Search code examples
apache-sparkparquetaws-gluepyspark

Reading data from s3 subdirectories in PySpark


I want to read all parquet files from an S3 bucket, including all those in the subdirectories (these are actually prefixes).

Using wildcards (*) in the S3 url only works for the files in the specified folder. For example using this code will only read the parquet files below the target/ folder.

df = spark.read.parquet("s3://bucket/target/*.parquet")
df.show()

Let say i have a structure like this in my s3 bucket:

"s3://bucket/target/2020/01/01/some-file.parquet"
"s3://bucket/target/2020/01/02/some-file.parquet"

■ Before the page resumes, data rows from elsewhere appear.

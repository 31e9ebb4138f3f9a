//! Agent OS: developer automation for a workspace of many git repositories.
//!
//! The workspace root is the directory holding `.agent-os/`. Under it live
//! specs (`.agent-os/specs/<date>-<slug>/` with `spec.md`, `tasks.md` and
//! `sub-specs/`), module agent scaffolds, the optional `config.toml`, and
//! the external-action event log.
//!
//! # Commands
//!
//! - `spec`: create, list and show spec directories
//! - `task`: check, uncheck, add and list `tasks.md` checkboxes
//! - `sync`: copy command files from the source repo into every other repo
//! - `agent`: scaffold and register module agents
//! - `test` / `project`: forward to configured commands
//!
//! # Examples
//!
//! ```bash
//! agent-os init
//! agent-os spec create "Password reset"
//! agent-os task done 1.1
//! agent-os sync --dry-run
//! agent-os test -- --nocapture
//! ```
//!
//! # Crate Structure
//!
//! - [`core`]: configuration, workspace discovery, subprocess broker, parallel map
//! - [`plugins`]: command group implementations

pub mod core;
pub mod plugins;

mod cli;

use cli::{Cli, Command};
use crate::core::config::Config;
use crate::core::error::AgentOsError;
use crate::core::{logging, workspace};
use crate::plugins::{agents, runner, specs, sync, tasks};

use clap::Parser;
use std::path::{Path, PathBuf};

/// Locate the enclosing workspace and load its configuration.
fn open_workspace(cwd: &Path) -> Result<(PathBuf, Config), AgentOsError> {
    let root = workspace::find_workspace_root(cwd)?;
    tracing::debug!(root = %root.display(), "workspace root");
    let config = Config::load(&root)?;
    Ok((root, config))
}

fn dispatch(cwd: &Path, command: Command) -> Result<i32, AgentOsError> {
    match command {
        Command::Version => println!("v{}", env!("CARGO_PKG_VERSION")),
        Command::Init(init) => {
            let dir = init.dir.unwrap_or_else(|| cwd.to_path_buf());
            workspace::init_workspace(&dir, init.force, init.dry_run)?;
        }
        Command::Spec(cli) => {
            let (root, _) = open_workspace(cwd)?;
            specs::run_spec_cli(&root, cli)?;
        }
        Command::Task(cli) => {
            let (root, _) = open_workspace(cwd)?;
            tasks::run_task_cli(&root, cli)?;
        }
        Command::Sync(cli) => {
            let (root, config) = open_workspace(cwd)?;
            sync::run_sync_cli(&root, &config, cli)?;
        }
        Command::Agent(cli) => {
            let (root, mut config) = open_workspace(cwd)?;
            agents::run_agent_cli(&root, &mut config, cli)?;
        }
        Command::Test(cli) => {
            let (root, config) = open_workspace(cwd)?;
            return runner::run_test_cli(&root, cwd, &config, cli);
        }
        Command::Project(cli) => {
            let (root, config) = open_workspace(cwd)?;
            return runner::run_project_cli(&root, cwd, &config, cli);
        }
    }
    Ok(0)
}

/// Parse the command line and run it. Returns the process exit code.
pub fn run() -> Result<i32, AgentOsError> {
    let cli = Cli::parse();
    logging::init(cli.verbose);
    let current_dir = std::env::current_dir()?;
    dispatch(&current_dir, cli.command)
}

The above code will raise the exception:

pyspark.sql.utils.AnalysisException: 'Path does not exist: s3://mailswitch-extract-underwr-prod/target/*.parquet;'

How can I read all the parquet files from the subdirectories from my s3 bucket?

To run my code, I am using AWS Glue 2.0 with Spark 2.4 and python 3.


Solution

  • If you want to read all parquet files below the target folder

    "s3://bucket/target/2020/01/01/some-file.parquet"
    "s3://bucket/target/2020/01/02/some-file.parquet"
    

    you can do

    df = spark.read.parquet("bucket/target/*/*/*/*.parquet")
    

    The downside is that you need to know the depth of your parquet files.